### What to do
Only one portion of the data is to be written out: from the line bearing "pub enum PickerError" through the line bearing "as i32 + 20)". Write it exactly as it appears.

### Study material

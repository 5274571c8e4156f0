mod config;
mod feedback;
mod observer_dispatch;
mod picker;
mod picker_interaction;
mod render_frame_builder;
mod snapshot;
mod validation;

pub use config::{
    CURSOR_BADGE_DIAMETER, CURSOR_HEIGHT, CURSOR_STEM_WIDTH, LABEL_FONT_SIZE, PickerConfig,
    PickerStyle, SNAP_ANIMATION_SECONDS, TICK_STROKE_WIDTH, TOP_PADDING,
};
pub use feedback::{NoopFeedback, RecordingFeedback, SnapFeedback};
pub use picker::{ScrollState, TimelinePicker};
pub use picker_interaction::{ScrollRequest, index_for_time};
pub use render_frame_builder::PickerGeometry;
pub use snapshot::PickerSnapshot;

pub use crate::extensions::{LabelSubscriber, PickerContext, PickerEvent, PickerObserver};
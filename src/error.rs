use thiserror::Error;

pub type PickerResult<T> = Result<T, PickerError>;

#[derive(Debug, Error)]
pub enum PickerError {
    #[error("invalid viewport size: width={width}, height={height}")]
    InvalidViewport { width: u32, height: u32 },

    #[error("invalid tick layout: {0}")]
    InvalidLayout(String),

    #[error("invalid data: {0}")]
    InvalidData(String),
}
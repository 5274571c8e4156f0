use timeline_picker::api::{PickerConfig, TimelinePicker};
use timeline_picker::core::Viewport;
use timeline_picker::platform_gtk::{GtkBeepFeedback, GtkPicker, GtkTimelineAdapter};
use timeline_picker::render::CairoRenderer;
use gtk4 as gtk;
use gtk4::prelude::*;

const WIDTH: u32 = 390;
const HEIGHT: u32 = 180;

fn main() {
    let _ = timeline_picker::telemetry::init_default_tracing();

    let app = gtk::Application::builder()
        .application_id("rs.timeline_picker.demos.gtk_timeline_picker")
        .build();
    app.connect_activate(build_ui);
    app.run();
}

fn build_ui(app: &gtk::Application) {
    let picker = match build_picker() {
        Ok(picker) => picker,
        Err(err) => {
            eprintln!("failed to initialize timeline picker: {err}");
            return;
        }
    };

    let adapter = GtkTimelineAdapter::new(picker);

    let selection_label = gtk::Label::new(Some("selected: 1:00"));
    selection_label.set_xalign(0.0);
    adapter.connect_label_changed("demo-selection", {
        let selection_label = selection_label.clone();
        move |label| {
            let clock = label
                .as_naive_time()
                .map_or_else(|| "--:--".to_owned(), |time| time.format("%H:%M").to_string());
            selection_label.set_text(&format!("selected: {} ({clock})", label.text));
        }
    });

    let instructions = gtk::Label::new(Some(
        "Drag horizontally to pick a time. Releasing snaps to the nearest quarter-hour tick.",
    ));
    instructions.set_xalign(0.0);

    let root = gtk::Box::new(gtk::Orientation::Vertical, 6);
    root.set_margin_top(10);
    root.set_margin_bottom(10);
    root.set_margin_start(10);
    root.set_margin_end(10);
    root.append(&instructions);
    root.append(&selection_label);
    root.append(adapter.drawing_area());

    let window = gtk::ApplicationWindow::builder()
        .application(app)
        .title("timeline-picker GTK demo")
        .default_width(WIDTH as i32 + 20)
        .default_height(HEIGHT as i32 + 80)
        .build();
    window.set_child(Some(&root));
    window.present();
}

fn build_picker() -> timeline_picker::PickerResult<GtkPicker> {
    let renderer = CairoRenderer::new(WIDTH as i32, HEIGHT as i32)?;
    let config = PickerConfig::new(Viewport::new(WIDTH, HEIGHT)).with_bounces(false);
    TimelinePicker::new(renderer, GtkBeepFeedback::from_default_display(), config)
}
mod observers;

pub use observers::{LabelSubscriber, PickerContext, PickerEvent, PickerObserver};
...
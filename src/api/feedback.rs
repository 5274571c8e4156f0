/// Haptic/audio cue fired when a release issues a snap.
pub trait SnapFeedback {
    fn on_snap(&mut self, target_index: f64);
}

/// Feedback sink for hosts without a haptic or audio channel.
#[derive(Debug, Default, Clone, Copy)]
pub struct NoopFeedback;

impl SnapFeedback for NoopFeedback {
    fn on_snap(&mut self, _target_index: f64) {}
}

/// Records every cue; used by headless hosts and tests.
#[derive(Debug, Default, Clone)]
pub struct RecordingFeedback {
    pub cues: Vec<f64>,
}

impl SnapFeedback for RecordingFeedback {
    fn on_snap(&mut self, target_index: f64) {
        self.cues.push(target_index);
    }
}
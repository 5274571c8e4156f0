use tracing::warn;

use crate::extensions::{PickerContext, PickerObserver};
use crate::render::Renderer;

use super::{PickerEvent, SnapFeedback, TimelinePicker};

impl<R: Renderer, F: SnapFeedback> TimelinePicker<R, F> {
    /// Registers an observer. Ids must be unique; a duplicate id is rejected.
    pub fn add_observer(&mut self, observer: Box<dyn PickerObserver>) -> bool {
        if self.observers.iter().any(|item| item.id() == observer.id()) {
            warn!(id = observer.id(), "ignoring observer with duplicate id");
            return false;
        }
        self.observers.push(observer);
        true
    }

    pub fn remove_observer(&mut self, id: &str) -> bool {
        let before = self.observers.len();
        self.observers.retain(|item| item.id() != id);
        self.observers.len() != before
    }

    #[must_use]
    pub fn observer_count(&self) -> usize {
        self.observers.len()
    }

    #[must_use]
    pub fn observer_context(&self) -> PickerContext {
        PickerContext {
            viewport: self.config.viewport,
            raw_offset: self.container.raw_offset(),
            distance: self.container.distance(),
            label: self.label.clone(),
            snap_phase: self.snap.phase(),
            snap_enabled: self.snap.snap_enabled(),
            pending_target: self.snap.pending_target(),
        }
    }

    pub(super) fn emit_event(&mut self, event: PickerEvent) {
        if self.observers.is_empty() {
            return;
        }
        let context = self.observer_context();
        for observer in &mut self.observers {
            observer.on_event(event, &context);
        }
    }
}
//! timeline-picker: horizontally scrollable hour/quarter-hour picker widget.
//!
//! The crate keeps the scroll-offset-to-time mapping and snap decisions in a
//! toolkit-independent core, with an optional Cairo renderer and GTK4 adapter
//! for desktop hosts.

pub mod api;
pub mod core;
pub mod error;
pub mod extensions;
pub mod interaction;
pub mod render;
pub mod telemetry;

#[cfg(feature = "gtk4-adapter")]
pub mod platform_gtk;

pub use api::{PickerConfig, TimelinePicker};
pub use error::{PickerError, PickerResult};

### Task result
pub enum PickerError {
    #[error("invalid viewport size: width={width}, height={height}")]
    InvalidViewport { width: u32, height: u32 },

    #[error("invalid tick layout: {0}")]
    InvalidLayout(String),

    #[error("invalid data: {0}")]
    InvalidData(String),
}
repository 5274571c8e4156f0
use timeline_picker::api::{PickerConfig, TimelinePicker};
use timeline_picker::core::Viewport;
use timeline_picker::platform_gtk::{GtkBeepFeedback, GtkPicker, GtkTimelineAdapter};
use timeline_picker::render::CairoRenderer;
use gtk4 as gtk;
use gtk4::prelude::*;

const WIDTH: u32 = 390;
const HEIGHT: u32 = 180;

fn main() {
    let _ = timeline_picker::telemetry::init_default_tracing();

    let app = gtk::Application::builder()
        .application_id("rs.timeline_picker.demos.gtk_timeline_picker")
        .build();
    app.connect_activate(build_ui);
    app.run();
}

fn build_ui(app: &gtk::Application) {
    let picker = match build_picker() {
        Ok(picker) => picker,
        Err(err) => {
            eprintln!("failed to initialize timeline picker: {err}");
            return;
        }
    };

    let adapter = GtkTimelineAdapter::new(picker);

    let selection_label = gtk::Label::new(Some("selected: 1:00"));
    selection_label.set_xalign(0.0);
    adapter.connect_label_changed("demo-selection", {
        let selection_label = selection_label.clone();
        move |label| {
            let clock = label
                .as_naive_time()
                .map_or_else(|| "--:--".to_owned(), |time| time.format("%H:%M").to_string());
            selection_label.set_text(&format!("selected: {} ({clock})", label.text));
        }
    });

    let instructions = gtk::Label::new(Some(
        "Drag horizontally to pick a time. Releasing snaps to the nearest quarter-hour tick.",
    ));
    instructions.set_xalign(0.0);

    let root = gtk::Box::new(gtk::Orientation::Vertical, 6);
    root.set_margin_top(10);
    root.set_margin_bottom(10);
    root.set_margin_start(10);
    root.set_margin_end(10);
    root.append(&instructions);
    root.append(&selection_label);
    root.append(adapter.drawing_area());

    let window = gtk::ApplicationWindow::builder()
        .application(app)
        .title("timeline-picker GTK demo")
        .default_width(WIDTH as i32 + 20)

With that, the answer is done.